Stored data entries
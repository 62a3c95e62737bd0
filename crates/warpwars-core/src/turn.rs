//! Turn Manager: the rotation of players taking exclusive turns.
//!
//! The [`TurnManager`] holds the ordered roster and the index of the player
//! whose turn it is. The free functions here drive it against the [`World`]:
//! they flip `has_current_turn` on the player records, set the turn banner and
//! emit turn events. At most one player holds the turn at any time.

use serde::{Deserialize, Serialize};
use tracing::{debug, info, warn};

use crate::config::RotationPolicy;
use crate::entity::EntityId;
use crate::event::GameEvent;
use crate::map;
use crate::movement;
use crate::player::PlayerId;
use crate::world::World;

/// Ordered roster of active players and the current-turn index.
#[derive(Debug, Clone, Default, PartialEq, Eq, Serialize, Deserialize)]
pub struct TurnManager {
    roster: Vec<PlayerId>,
    current: usize,
    policy: RotationPolicy,
}

impl TurnManager {
    /// Creates an empty rotation using `policy` for re-indexing after removal.
    #[must_use]
    pub fn new(policy: RotationPolicy) -> Self {
        Self {
            roster: Vec::new(),
            current: 0,
            policy,
        }
    }

    /// Active players in turn order.
    #[must_use]
    pub fn roster(&self) -> &[PlayerId] {
        &self.roster
    }

    /// The player holding the turn, or `None` once the roster is empty.
    #[must_use]
    pub fn current(&self) -> Option<PlayerId> {
        self.roster.get(self.current).copied()
    }

    /// Index of the current player in the roster.
    #[must_use]
    pub fn current_index(&self) -> usize {
        self.current
    }

    /// Re-index policy in use.
    #[must_use]
    pub fn policy(&self) -> RotationPolicy {
        self.policy
    }

    /// Number of active players.
    #[must_use]
    pub fn len(&self) -> usize {
        self.roster.len()
    }

    /// Returns true once every player has been removed.
    #[must_use]
    pub fn is_empty(&self) -> bool {
        self.roster.is_empty()
    }

    /// Appends a player to the end of the rotation.
    pub fn push(&mut self, player: PlayerId) {
        self.roster.push(player);
    }

    /// Moves to the next slot. Returns the new current player.
    fn rotate(&mut self) -> Option<PlayerId> {
        if self.roster.is_empty() {
            return None;
        }
        self.current = (self.current + 1) % self.roster.len();
        self.current()
    }

    /// Removes `player` and re-derives the current index per the policy.
    /// Returns the roster slot it occupied.
    fn take(&mut self, player: PlayerId) -> Option<usize> {
        let slot = self.roster.iter().position(|p| *p == player)?;
        self.roster.remove(slot);
        if self.roster.is_empty() {
            self.current = 0;
            return Some(slot);
        }
        if self.policy == RotationPolicy::ByIdentity && slot < self.current {
            self.current -= 1;
        }
        self.current %= self.roster.len();
        Some(slot)
    }
}

/// Starts a match: adds `player_count` players, each with one ship at
/// `(i * start_spacing, 0)`, and hands the first turn to player one.
pub fn start(world: &mut World, player_count: usize) {
    for i in 0..player_count {
        let player = world.arena.add_player(format!("Player {}", i + 1));
        world.turns.push(player);
        let position = map::start_position(&world.config, i);
        movement::spawn_ship(world, position, player);
    }
    world.turns.current = 0;
    if let Some(first) = world.turns.current() {
        start_turn(world, first);
    }
    info!(players = player_count, "match started");
}

/// Ends the current player's turn and starts the next one's.
///
/// No-op with an empty roster. Returns the player now holding the turn.
pub fn advance(world: &mut World) -> Option<PlayerId> {
    let previous = world.turns.current()?;
    end_turn(world, previous);
    let next = world.turns.rotate()?;
    start_turn(world, next);
    Some(next)
}

/// Removes `player` from the rotation.
///
/// With players left, the turn goes to whoever holds the re-derived index and
/// that player's turn is started, even if it did not change hands. Removing
/// the last player ends the match with nobody holding the turn. Returns
/// whether `player` was in the roster.
pub fn remove(world: &mut World, player: PlayerId) -> bool {
    let previous = world.turns.current();
    let Some(slot) = world.turns.take(player) else {
        debug!(player = %player, "not in rotation; remove ignored");
        return false;
    };
    world.emit(GameEvent::PlayerEliminated { player });
    info!(player = %player, slot, remaining = world.turns.len(), "player eliminated");

    // The removed player can no longer hold the turn.
    set_turn_flag(world, player, false);

    let Some(next) = world.turns.current() else {
        if let Some(previous) = previous {
            set_turn_flag(world, previous, false);
        }
        world.overlay.set_banner(None);
        world.emit(GameEvent::RotationEmpty);
        warn!("no players left in rotation");
        return true;
    };

    if let Some(previous) = previous.filter(|p| *p != next) {
        end_turn(world, previous);
    }
    start_turn(world, next);

    if world.turns.len() == 1 {
        world.emit(GameEvent::SoleSurvivor { player: next });
        info!(player = %next, "sole survivor");
    }
    true
}

/// Detaches `asset` from `owner` and removes the owner from the rotation if
/// it was their last ship or planet.
pub(crate) fn unregister_asset(world: &mut World, owner: PlayerId, asset: EntityId) {
    if world.arena.unregister(owner, asset) {
        remove(world, owner);
    }
}

fn start_turn(world: &mut World, player: PlayerId) {
    set_turn_flag(world, player, true);
    let name = world
        .arena
        .player(player)
        .map(|p| p.name().to_string())
        .unwrap_or_default();
    world.overlay.set_banner(Some(format!("{name}'s Turn!")));
    info!(player = %player, name = %name, "turn started");
    world.emit(GameEvent::TurnStarted { player, name });
}

fn end_turn(world: &mut World, player: PlayerId) {
    set_turn_flag(world, player, false);
    debug!(player = %player, "turn ended");
}

fn set_turn_flag(world: &mut World, player: PlayerId, value: bool) {
    if let Some(record) = world.arena.player_mut(player) {
        record.has_current_turn = value;
    }
}

#[cfg(test)]
mod tests {
    use super::*;
    use crate::config::GameConfig;
    use glam::Vec2;

    fn world_with(players: usize, rotation: RotationPolicy) -> World {
        let mut world = World::new(GameConfig {
            player_count: players,
            rotation,
            ..GameConfig::default()
        });
        start(&mut world, players);
        world
    }

    fn holders(world: &World) -> Vec<PlayerId> {
        world
            .arena
            .players()
            .filter(|p| p.has_current_turn)
            .map(|p| p.id())
            .collect()
    }

    mod start_tests {
        use super::*;

        #[test]
        fn start_spawns_one_ship_each() {
            let world = world_with(3, RotationPolicy::ByIndex);
            assert_eq!(world.turns.len(), 3);
            for player in world.arena.players() {
                assert_eq!(player.ships().len(), 1);
            }
            assert_eq!(holders(&world), vec![world.turns.roster()[0]]);
            assert_eq!(world.overlay.banner(), Some("Player 1's Turn!"));
        }

        #[test]
        fn starting_positions_are_spaced() {
            let world = world_with(3, RotationPolicy::ByIndex);
            let positions: Vec<Vec2> = world
                .arena
                .players()
                .map(|p| world.arena.position_of(p.ships()[0]).unwrap())
                .collect();
            assert_eq!(
                positions,
                vec![Vec2::ZERO, Vec2::new(100.0, 0.0), Vec2::new(200.0, 0.0)]
            );
        }
    }

    mod advance_tests {
        use super::*;

        #[test]
        fn advance_wraps() {
            let mut world = world_with(3, RotationPolicy::ByIndex);
            let roster = world.turns.roster().to_vec();
            assert_eq!(advance(&mut world), Some(roster[1]));
            assert_eq!(advance(&mut world), Some(roster[2]));
            assert_eq!(advance(&mut world), Some(roster[0]));
            assert_eq!(holders(&world), vec![roster[0]]);
        }

        #[test]
        fn advance_on_empty_is_noop() {
            let mut world = World::default();
            assert_eq!(advance(&mut world), None);
            assert!(world.turns.current().is_none());
            assert!(world.events.is_empty());
        }
    }

    mod remove_tests {
        use super::*;

        #[test]
        fn removing_last_player_empties_rotation() {
            let mut world = world_with(1, RotationPolicy::ByIndex);
            let only = world.turns.roster()[0];
            assert!(remove(&mut world, only));
            assert!(world.turns.is_empty());
            assert!(holders(&world).is_empty());
            assert!(world.overlay.banner().is_none());
            assert!(world.events.events().contains(&GameEvent::RotationEmpty));
        }

        #[test]
        fn removing_unknown_player_is_noop() {
            let mut world = world_with(2, RotationPolicy::ByIndex);
            assert!(!remove(&mut world, PlayerId::new(42)));
            assert_eq!(world.turns.len(), 2);
        }

        #[test]
        fn by_index_hands_turn_to_wrapped_slot() {
            let mut world = world_with(3, RotationPolicy::ByIndex);
            let roster = world.turns.roster().to_vec();
            advance(&mut world);
            advance(&mut world);
            // Current is slot 2; removing slot 0 leaves index 2 % 2 == 0.
            remove(&mut world, roster[0]);
            assert_eq!(world.turns.current(), Some(roster[1]));
            assert_eq!(holders(&world), vec![roster[1]]);
        }

        #[test]
        fn by_identity_keeps_current_player() {
            let mut world = world_with(3, RotationPolicy::ByIdentity);
            let roster = world.turns.roster().to_vec();
            advance(&mut world);
            advance(&mut world);
            remove(&mut world, roster[0]);
            assert_eq!(world.turns.current(), Some(roster[2]));
            assert_eq!(holders(&world), vec![roster[2]]);
        }

        #[test]
        fn removing_current_passes_turn_on() {
            for policy in [RotationPolicy::ByIndex, RotationPolicy::ByIdentity] {
                let mut world = world_with(3, policy);
                let roster = world.turns.roster().to_vec();
                remove(&mut world, roster[0]);
                assert_eq!(world.turns.current(), Some(roster[1]));
                assert_eq!(holders(&world), vec![roster[1]]);
            }
        }

        #[test]
        fn sole_survivor_is_announced() {
            let mut world = world_with(2, RotationPolicy::ByIndex);
            let roster = world.turns.roster().to_vec();
            world.events.take_events();
            remove(&mut world, roster[1]);
            assert!(world
                .events
                .events()
                .contains(&GameEvent::SoleSurvivor { player: roster[0] }));
        }
    }
}
//! Planets: spawning, selection hooks, ship construction and status readout.

use glam::Vec2;
use serde::{Deserialize, Serialize};
use tracing::{debug, info};

use crate::colonize;
use crate::entity::{Entity, EntityId, EntityInner, PlanetComponents};
use crate::event::GameEvent;
use crate::movement;
use crate::overlay::{AffordanceAction, Anchor, Placement, Shape, Tint};
use crate::player::PlayerId;
use crate::world::World;

/// Health and population of a planet, for status bars.
#[derive(Debug, Clone, Copy, PartialEq, Eq, Serialize, Deserialize)]
pub struct PlanetStatus {
    /// Current owner
    pub owner: Option<PlayerId>,
    /// Remaining health
    pub health: u32,
    /// Current population
    pub population: u32,
}

/// Spawns an unowned planet with its selection reticule and hidden
/// "Build Ship" button. Population is capped at `health`.
pub fn spawn_planet(world: &mut World, position: Vec2, health: u32, population: u32) -> EntityId {
    let planet = PlanetComponents::new(position, health)
        .with_radius(world.config.planet_radius)
        .with_population(population);
    let id = world.arena.spawn(EntityInner::Planet(planet));

    let indicator = world.overlay.add_visual(
        Shape::Reticule {
            center: Anchor::Entity(id),
            radius: world.config.planet_targeter_radius,
        },
        Tint::Green,
        1.0,
        false,
    );
    let button =
        world
            .overlay
            .add_affordance("Build Ship", Placement::Screen, AffordanceAction::BuildShips(id));
    if let Some(p) = world.arena.get_mut(id).and_then(Entity::as_planet_mut) {
        p.selection.indicator = Some(indicator);
        p.build_button = Some(button);
    }

    world.emit(GameEvent::PlanetSpawned {
        planet: id,
        position,
    });
    debug!(planet = %id, ?position, health, population, "planet spawned");
    id
}

/// Trades the planet's whole population for ships.
///
/// Requires a populated planet whose owner holds the turn. The ships appear on
/// a ring of radius `ship_spawn_distance` around the planet, evenly spaced;
/// population drops to zero and nearby ships rescan. Returns the new ships.
pub fn build_ships(world: &mut World, id: EntityId) -> Vec<EntityId> {
    if !world.arena.owner_has_turn(id) {
        debug!(planet = %id, "owner does not hold the turn; build ignored");
        return Vec::new();
    }
    let Some((owner, center, population)) = world
        .arena
        .get(id)
        .and_then(Entity::as_planet)
        .filter(|p| p.population > 0)
        .and_then(|p| Some((p.owner?, p.transform.position, p.population)))
    else {
        return Vec::new();
    };

    let offset = Vec2::new(world.config.ship_spawn_distance, 0.0);
    #[allow(clippy::cast_precision_loss)]
    let step = std::f32::consts::TAU / population as f32;
    let ships: Vec<EntityId> = (0..population)
        .map(|i| {
            #[allow(clippy::cast_precision_loss)]
            let rotation = Vec2::from_angle(step * i as f32);
            movement::spawn_ship(world, center + rotation.rotate(offset), owner)
        })
        .collect();

    let button = world.arena.get_mut(id).and_then(Entity::as_planet_mut).and_then(|p| {
        p.population = 0;
        p.build_button
    });
    if let Some(button) = button {
        world.overlay.set_affordance_visible(button, false);
    }

    world.emit(GameEvent::ShipsBuilt {
        planet: id,
        ships: ships.clone(),
    });
    info!(planet = %id, owner = %owner, count = ships.len(), "ships built");

    colonize::rescan_near(world, center, None);
    ships
}

/// Health, population and owner of a planet.
#[must_use]
pub fn status(world: &World, id: EntityId) -> Option<PlanetStatus> {
    world
        .arena
        .get(id)
        .and_then(Entity::as_planet)
        .map(|p| PlanetStatus {
            owner: p.owner,
            health: p.health,
            population: p.population,
        })
}

/// Selection hook: offer construction when there is population to spend.
pub(crate) fn on_select(world: &mut World, id: EntityId) {
    let has_turn = world.arena.owner_has_turn(id);
    let button = world
        .arena
        .get(id)
        .and_then(Entity::as_planet)
        .filter(|p| p.population > 0 && has_turn)
        .and_then(|p| p.build_button);
    if let Some(button) = button {
        world.overlay.set_affordance_visible(button, true);
    }
}

/// Deselection hook: withdraw the construction offer.
pub(crate) fn on_deselect(world: &mut World, id: EntityId) {
    let button = world
        .arena
        .get(id)
        .and_then(Entity::as_planet)
        .and_then(|p| p.build_button);
    if let Some(button) = button {
        world.overlay.set_affordance_visible(button, false);
    }
}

What this task involves. In the answer, the lines from the first line of the data above through the line containing "turn banner and" must appear exactly as written, with nothing else.

Answer.
repository 62a3c95e62737bd0
filename crates/warpwars-core/src/turn.rs
//! Turn Manager: the rotation of players taking exclusive turns.
//!
//! The [`TurnManager`] holds the ordered roster and the index of the player
//! whose turn it is. The free functions here drive it against the [`World`]:
//! they flip `has_current_turn` on the player records, set the turn banner and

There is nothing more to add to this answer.